→ **SOURCE DATA**:
----

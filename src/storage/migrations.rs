/// Database migration management
///
/// Creates and upgrades the SQLite schema. The database holds one row per
/// named record plus the bookkeeping the change feed needs: a global
/// revision counter and the id of the instance that wrote each row.

use rusqlite::Connection;

use crate::storage::StorageError;

/// Current database schema version
const CURRENT_VERSION: i32 = 1;

/// Create or upgrade the schema; safe to call on every open
pub fn initialize_database(conn: &Connection) -> Result<(), StorageError> {
    conn.execute(
        "CREATE TABLE IF NOT EXISTS schema_version (
            version INTEGER PRIMARY KEY
        )",
        [],
    )?;

    let current_version = get_current_version(conn)?;
    if current_version > CURRENT_VERSION {
        return Err(StorageError::Migration(format!(
            "database schema v{} is newer than supported v{}",
            current_version, CURRENT_VERSION
        )));
    }

    if current_version < CURRENT_VERSION {
        run_migrations(conn, current_version)?;
        set_version(conn, CURRENT_VERSION)?;
    }

    Ok(())
}

fn get_current_version(conn: &Connection) -> Result<i32, StorageError> {
    let version = conn
        .query_row("SELECT version FROM schema_version LIMIT 1", [], |row| {
            row.get::<_, i32>(0)
        })
        .unwrap_or(0);

    Ok(version)
}

fn set_version(conn: &Connection, version: i32) -> Result<(), StorageError> {
    conn.execute("DELETE FROM schema_version", [])?;
    conn.execute("INSERT INTO schema_version (version) VALUES (?1)", [version])?;
    Ok(())
}

fn run_migrations(conn: &Connection, from_version: i32) -> Result<(), StorageError> {
    if from_version < 1 {
        migration_v1(conn)?;
    }

    Ok(())
}

/// Version 1: the record table and its revision index
fn migration_v1(conn: &Connection) -> Result<(), StorageError> {
    conn.execute(
        "CREATE TABLE IF NOT EXISTS records (
            key TEXT PRIMARY KEY,
            value TEXT NOT NULL,
            revision INTEGER NOT NULL,
            writer TEXT NOT NULL,
            updated_at TEXT NOT NULL
        )",
        [],
    )?;

    // the change feed scans for rows newer than its last seen revision
    conn.execute(
        "CREATE INDEX IF NOT EXISTS idx_records_revision
         ON records (revision)",
        [],
    )?;

    tracing::info!("Applied migration v1: created record table");
    Ok(())
}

----

→ **ASSIGNMENT**: Every line from the first entry to the line containing "pub fn initialize_database(conn: &Connection)" should be transcribed exactly, and nothing beyond it.

→ **EXPECTED OUTPUT**:
filename src/storage/migrations.rs
/// Database migration management
///
/// Creates and upgrades the SQLite schema. The database holds one row per
/// named record plus the bookkeeping the change feed needs: a global
/// revision counter and the id of the instance that wrote each row.

use rusqlite::Connection;

use crate::storage::StorageError;

/// Current database schema version
const CURRENT_VERSION: i32 = 1;

/// Create or upgrade the schema; safe to call on every open
pub fn initialize_database(conn: &Connection) -> Result<(), StorageError> {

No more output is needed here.